On Jul 14, 2014, at 4:53 PM, Marc Schwartz <marc_schwartz at me.com> wrote:

> On Jul 14, 2014, at 4:13 PM, John Fox <jfox at mcmaster.ca> wrote:
> 
>> Dear Simon and list members,
>> 
>> As many of you are aware, when X11 isn't installed on Mac OS X, loading the
>> tcltk package produces an error, with a message that many users find
>> cryptic. There was yet another instance of this problem reported to the list
>> today.
>> 
>> I'm interested in the issue because the Rcmdr package uses tcltk and thus
>> fails to load when X11 is absent.

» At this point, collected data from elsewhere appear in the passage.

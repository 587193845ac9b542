use std::path::PathBuf;

/// Errors surfaced at the labeling session boundary.
///
/// Every variant is recoverable: the host UI reports it and keeps the session
/// in a usable state.
#[derive(Debug, thiserror::Error)]
pub enum LabelError {
    /// The chosen folder could not be listed.
    #[error("cannot read directory {path}: {source}")]
    DirectoryUnreadable {
        path: PathBuf,
        source: std::io::Error,
    },
    /// The predicted file derived from a ground-truth name does not exist.
    #[error("predicted file missing for {gt}: expected {expected}")]
    PredictedFileMissing { gt: String, expected: PathBuf },
    /// A file exists but could not be parsed as a 2-D numeric array.
    #[error("cannot load array from {path}: {reason}")]
    ArrayLoadError { path: PathBuf, reason: String },
    /// Min-max normalization would divide by zero.
    #[error("array {name} has no dynamic range (min == max)")]
    DegenerateRange { name: String },
    /// Ground truth and prediction differ in shape.
    #[error("shape mismatch: ground truth {gt:?} vs predicted {pred:?}")]
    ShapeMismatch { gt: Vec<usize>, pred: Vec<usize> },
    /// A label was requested while no sample is displayed.
    #[error("no sample is currently displayed")]
    NoCurrentSample,
    /// The label is not part of the active scheme.
    #[error("label {label:?} is not part of the {scheme} scheme")]
    UnknownLabel { label: String, scheme: &'static str },
    /// Reading or appending the label log failed.
    #[error("label log {path}: {source}")]
    LabelLog { path: PathBuf, source: csv::Error },
    /// The configuration file is unreadable or malformed.
    #[error("config {path}: {reason}")]
    Config { path: PathBuf, reason: String },
}

pub type Result<T, E = LabelError> = std::result::Result<T, E>;
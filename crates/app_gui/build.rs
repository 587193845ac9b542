use std::env;

fn main() {
    let version = env::var("LABELER_VERSION")
        .or_else(|_| env::var("CARGO_PKG_VERSION"))
        .unwrap_or_else(|_| "dev".to_string());
    println!("cargo:rerun-if-env-changed=LABELER_VERSION");
    println!("cargo:rustc-env=LABELER_VERSION={version}");
}
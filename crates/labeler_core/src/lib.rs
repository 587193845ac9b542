//! Core of the hallucination labeler: pair discovery, similarity metrics,
//! the append-only label log and the session controller.

pub mod array;
pub mod config;
pub mod error;
pub mod labels;
pub mod metrics;
pub mod render;
pub mod scan;
pub mod session;

pub use config::LabelerConfig;
pub use error::{LabelError, Result};
pub use labels::{LabelLog, LabelRecord, LabelScheme};
pub use metrics::{
    CompareOptions, Comparison, FeatureSimilarity, Scores, SimilarityScorer, Ssim, compare_pair,
};
pub use scan::{PairNaming, scan_ground_truth};
pub use session::{
    DisplayOutcome, NullPresenter, Presenter, SampleView, Session, SessionController, SessionState,
};
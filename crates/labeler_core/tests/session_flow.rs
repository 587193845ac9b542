use anyhow::Result;
use labeler_core::{
    DisplayOutcome, LabelError, LabelerConfig, LabelScheme, Presenter, SampleView,
    SessionController, SessionState,
};
use ndarray::Array2;
use ndarray_npy::write_npy;
use std::fs;
use std::path::Path;
use tempfile::tempdir;

#[derive(Default)]
struct Recorder {
    shown: Vec<(String, f64, Option<(usize, usize)>)>,
    completed: usize,
}

impl Presenter for Recorder {
    fn present(&mut self, view: &SampleView<'_>) {
        assert_eq!(view.ground_truth.dim(), view.difference.dim());
        self.shown.push((
            view.filename.to_string(),
            view.scores.ssim,
            view.tile_grid.map(|g| g.dim()),
        ));
    }

    fn session_complete(&mut self, _total: usize) {
        self.completed += 1;
    }
}

fn pattern(offset: usize) -> Array2<f64> {
    Array2::from_shape_fn((48, 48), |(r, c)| ((r * 5 + c * 3 + offset) % 17) as f64 * 10.0)
}

fn write_pair(dir: &Path, stem: &str, offset: usize) -> Result<()> {
    write_npy(dir.join(format!("{stem}_gt.npy")), &pattern(0))?;
    write_npy(dir.join(format!("{stem}_pred.npy")), &pattern(offset))?;
    Ok(())
}

#[test]
fn label_two_samples_end_to_end() -> Result<()> {
    let dir = tempdir()?;
    write_pair(dir.path(), "sample01", 1)?;
    write_pair(dir.path(), "sample02", 0)?;

    let mut ctl = SessionController::new(LabelerConfig::default());
    let mut rec = Recorder::default();

    let first = ctl.open_directory(dir.path(), &mut rec)?;
    assert_eq!(
        ctl.session().map(|s| s.files().to_vec()),
        Some(vec!["sample01_gt.npy".to_string(), "sample02_gt.npy".to_string()])
    );
    let DisplayOutcome::Shown { index: 0, scores } = first else {
        panic!("expected sample01 to be shown, got {first:?}");
    };
    assert_eq!(ctl.state(), SessionState::Browsing);
    assert_eq!(rec.shown[0].2, Some((3, 3)));

    let second = ctl.save_label("normal", &mut rec)?;
    assert!(matches!(second, DisplayOutcome::Shown { index: 1, .. }));
    let log = fs::read_to_string(dir.path().join("labels.csv"))?;
    assert_eq!(
        log,
        format!(
            "filename,label,ssim_score\nsample01_gt.npy,normal,{:.3}\n",
            scores.ssim
        )
    );
    // sample02 is an identical pair.
    assert!((rec.shown[1].1 - 1.0).abs() < 1e-9);

    let done = ctl.save_label("severe_hallucination", &mut rec)?;
    assert_eq!(done, DisplayOutcome::Complete);
    assert_eq!(ctl.state(), SessionState::SessionComplete);
    assert_eq!(rec.completed, 1);
    assert_eq!(ctl.progress(), (2, 2));

    let err = ctl.save_label("normal", &mut rec).unwrap_err();
    assert!(matches!(err, LabelError::NoCurrentSample));
    assert_eq!(fs::read_to_string(dir.path().join("labels.csv"))?.lines().count(), 3);
    Ok(())
}

#[test]
fn reopening_is_idempotent_and_resets_cursor() -> Result<()> {
    let dir = tempdir()?;
    for (i, stem) in ["c", "a", "b"].iter().enumerate() {
        write_pair(dir.path(), stem, i + 1)?;
    }
    let cfg = LabelerConfig {
        skip_labeled: false,
        ..LabelerConfig::default()
    };
    let mut ctl = SessionController::new(cfg);
    let mut rec = Recorder::default();

    ctl.open_directory(dir.path(), &mut rec)?;
    let first = ctl.session().map(|s| s.files().to_vec());
    ctl.save_label("normal", &mut rec)?;
    assert_eq!(ctl.session().map(|s| s.cursor()), Some(2));

    ctl.open_directory(dir.path(), &mut rec)?;
    assert_eq!(ctl.session().map(|s| s.files().to_vec()), first);
    // Cursor was reset to 0 and the first file displayed again.
    assert_eq!(ctl.session().map(|s| s.cursor()), Some(1));
    assert_eq!(rec.shown.last().map(|s| s.0.as_str()), Some("a_gt.npy"));
    Ok(())
}

#[test]
fn labeled_files_are_skipped_after_restart() -> Result<()> {
    let dir = tempdir()?;
    write_pair(dir.path(), "sample01", 1)?;
    write_pair(dir.path(), "sample02", 2)?;

    let mut ctl = SessionController::new(LabelerConfig::default());
    ctl.open_directory(dir.path(), &mut Recorder::default())?;
    ctl.save_label("mild_hallucination", &mut Recorder::default())?;

    let mut restarted = SessionController::new(LabelerConfig::default());
    let mut rec = Recorder::default();
    restarted.open_directory(dir.path(), &mut rec)?;
    let names: Vec<&str> = rec.shown.iter().map(|s| s.0.as_str()).collect();
    assert_eq!(names, vec!["sample02_gt.npy"]);
    Ok(())
}

#[test]
fn missing_prediction_does_not_silently_advance() -> Result<()> {
    let dir = tempdir()?;
    write_npy(dir.path().join("only_gt.npy"), &pattern(0))?;

    let mut ctl = SessionController::new(LabelerConfig::default());
    let mut rec = Recorder::default();
    let err = ctl.open_directory(dir.path(), &mut rec).unwrap_err();
    match err {
        LabelError::PredictedFileMissing { gt, expected } => {
            assert_eq!(gt, "only_gt.npy");
            assert_eq!(expected.file_name().and_then(|n| n.to_str()), Some("only_pred.npy"));
        }
        other => panic!("unexpected error: {other}"),
    }
    assert_eq!(ctl.session().map(|s| s.cursor()), Some(0));
    assert_eq!(ctl.state(), SessionState::Browsing);
    assert!(rec.shown.is_empty());

    assert_eq!(ctl.skip_current(&mut rec)?, DisplayOutcome::Complete);
    assert_eq!(ctl.state(), SessionState::SessionComplete);
    Ok(())
}

#[cfg(unix)]
#[test]
fn symlinked_pairs_are_browsed() -> Result<()> {
    use std::os::unix::fs::symlink;

    let store = tempdir()?;
    write_pair(store.path(), "s", 1)?;
    let dir = tempdir()?;
    for name in ["s_gt.npy", "s_pred.npy"] {
        symlink(store.path().join(name), dir.path().join(name))?;
    }

    let mut ctl = SessionController::new(LabelerConfig::default());
    let mut rec = Recorder::default();
    let outcome = ctl.open_directory(dir.path(), &mut rec)?;
    assert!(matches!(outcome, DisplayOutcome::Shown { index: 0, .. }));
    assert_eq!(ctl.state(), SessionState::Browsing);
    assert_eq!(rec.shown[0].0, "s_gt.npy");
    Ok(())
}

#[test]
fn binary_scheme_without_score_or_tiles() -> Result<()> {
    let dir = tempdir()?;
    write_pair(dir.path(), "x", 3)?;
    let cfg = LabelerConfig {
        scheme: LabelScheme::Binary,
        record_score: false,
        tile_size: None,
        feature_similarity: false,
        ..LabelerConfig::default()
    };
    let mut ctl = SessionController::new(cfg);
    let mut rec = Recorder::default();
    ctl.open_directory(dir.path(), &mut rec)?;
    assert_eq!(rec.shown[0].2, None);

    assert!(matches!(
        ctl.save_label("mild_hallucination", &mut rec).unwrap_err(),
        LabelError::UnknownLabel { .. }
    ));
    ctl.save_label("hallucination", &mut rec)?;
    assert_eq!(
        fs::read_to_string(dir.path().join("labels.csv"))?,
        "filename,label\nx_gt.npy,hallucination\n"
    );
    Ok(())
}
//! # Varconv
//!
//! Varconv converts text between script variants, such as Simplified and
//! Traditional Chinese or regional vocabularies, with plain-text dictionaries.
//!
//! The input is segmented by greedy longest match against a segmentation
//! dictionary, and every segment is rewritten by a chain of conversion
//! stages, each backed by one or more dictionaries.
//!
//! ## Examples
//!
//! ```
//! use varconv::PipelineBuilder;
//!
//! let mut builder = PipelineBuilder::new();
//! builder.add_segmentation_source("计算机\t計算機")?;
//!
//! // Characters, then regional vocabulary.
//! builder.add_stage_source("计\t計\n机\t機 机")?;
//! builder.finalize_stage()?;
//! builder.add_stage_source("計算機\t電腦")?;
//! builder.finalize_stage()?;
//!
//! let converter = builder.build("s2twp")?;
//! assert_eq!(converter.convert("计算机和机器"), "電腦和機器");
//! # Ok::<(), varconv::errors::VarconvError>(())
//! ```
#![deny(missing_docs)]

#[cfg(target_pointer_width = "16")]
compile_error!("`target_pointer_width` must be larger than or equal to 32");

pub mod builder;
pub mod conversion;
pub mod converter;
pub mod dictionary;
pub mod errors;
pub mod segmenter;
pub mod session;


pub use builder::PipelineBuilder;
pub use converter::Converter;
pub use dictionary::Dictionary;
pub use session::Session;
use crate::dictionary::Entry;
use crate::errors::{Result, VarconvError};

const KEY_SEPARATOR: char = '\t';
const VALUE_SEPARATOR: char = ' ';

// NUL also ends a line; the trie cannot index keys containing it.
#[inline(always)]
const fn is_line_ending(c: char) -> bool {
    matches!(c, '\n' | '\r' | '\0')
}

/// Parses one line of a dictionary text, `KEY\tVALUE1 VALUE2 ...`.
///
/// The line may still carry its line ending, which terminates it.
///
/// # Arguments
///
///  - `line`: Text of the line.
///  - `line_num`: 1-based line number used in errors.
///
/// # Errors
///
///  - [`VarconvError::MalformedDictionaryLine`] when no tab precedes the line ending.
///  - [`VarconvError::EmptyKey`] when the tab is the first character.
///  - [`VarconvError::EmptyValueList`] when nothing but separators follows the tab.
pub fn parse_line(line: &str, line_num: usize) -> Result<Entry> {
    let line = line
        .find(is_line_ending)
        .map_or(line, |end| &line[..end]);

    let tab = line
        .char_indices()
        .find_map(|(i, c)| (c == KEY_SEPARATOR).then_some(i))
        .ok_or_else(|| VarconvError::malformed_line(line_num, line))?;

    let key = &line[..tab];
    if key.is_empty() {
        return Err(VarconvError::empty_key(line_num, line));
    }

    let values: Vec<String> = line[tab + KEY_SEPARATOR.len_utf8()..]
        .split(VALUE_SEPARATOR)
        .filter(|v| !v.is_empty())
        .map(ToString::to_string)
        .collect();
    if values.is_empty() {
        return Err(VarconvError::empty_value_list(line_num, line));
    }

    Ok(Entry::new(key.to_string(), values))
}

Rcmdr users tend to be inexperienced and
>> so, unless they find their way to the Rcmdr installation webpage, where
>> detailed installation instructions are provided, they tend to be stymied by
>> the problem.
>> 
>> If I could, I'd intercept the problem by checking capabilities()["X11"] in
>> the Rcmdr .onLoad() or .onAttach() function, but because the Rcmdr package
>> imports the tcltk namespace, the error occurs before these startup functions
>> are executed -- a chicken-and-egg problem.
>> 
>> It occurs to me that tcltk could fail more gracefully on Mac OS X when X11
>> is absent, perhaps popping up a webpage in a browser with instructions and a
>> link for installing XQuartz. I'd do this myself in the Rcmdr package if I
>> could. Or tcltk could check for the presence of X11 and not try to start it
>> if it's absent, reporting a warning rather than throwing an error.
>> 
>> Alternatively, I'd be grateful if someone could suggest how I might detect
>> the problem in the Rcmdr package before loading fails. The only thing that I
>> could think of was writing a separate RcmdrInstall package that bypasses
>> tcltk, but that would be awkward and would only help users who discovered
>> that RcmdrInstall exists.
>> 
>> Thanks,
>> John
> 
> 
> John,
> 
> Is there someplace in your startup process where you could run code along the lines of:
> 
> if (grepl("apple", R.version$platform) & length(list.files("/opt/X11/bin", pattern = "Xquartz")) == 0) {
>     cat("X11 is required. Please visit http://xquartz.macosforge.org to download and install Xquartz.")
>     stop()
> }
> 
> 
> The above code will check to see if the user is running R on OS X and also if the Xquartz binary is present in the default location.
> 
> Not sure if this is helpful.


A possible correction in the above code relative to detecting OS X:

if ((Sys.info()["sysname"] == "Darwin") & length(list.files("/opt/X11/bin", pattern = "Xquartz")) == 0) {
    cat("X11 is required. Please visit http://xquartz.macosforge.org to download and install Xquartz.")
    stop()
}


I believe that Sys.info()["sysname"] == "Darwin" is preferred for detecting the OS that R is running on versus the OS that it was built upon according to the help files, if I read correctly. This could be important if someone is building R from source versus installing Simon's CRAN binary, I presume.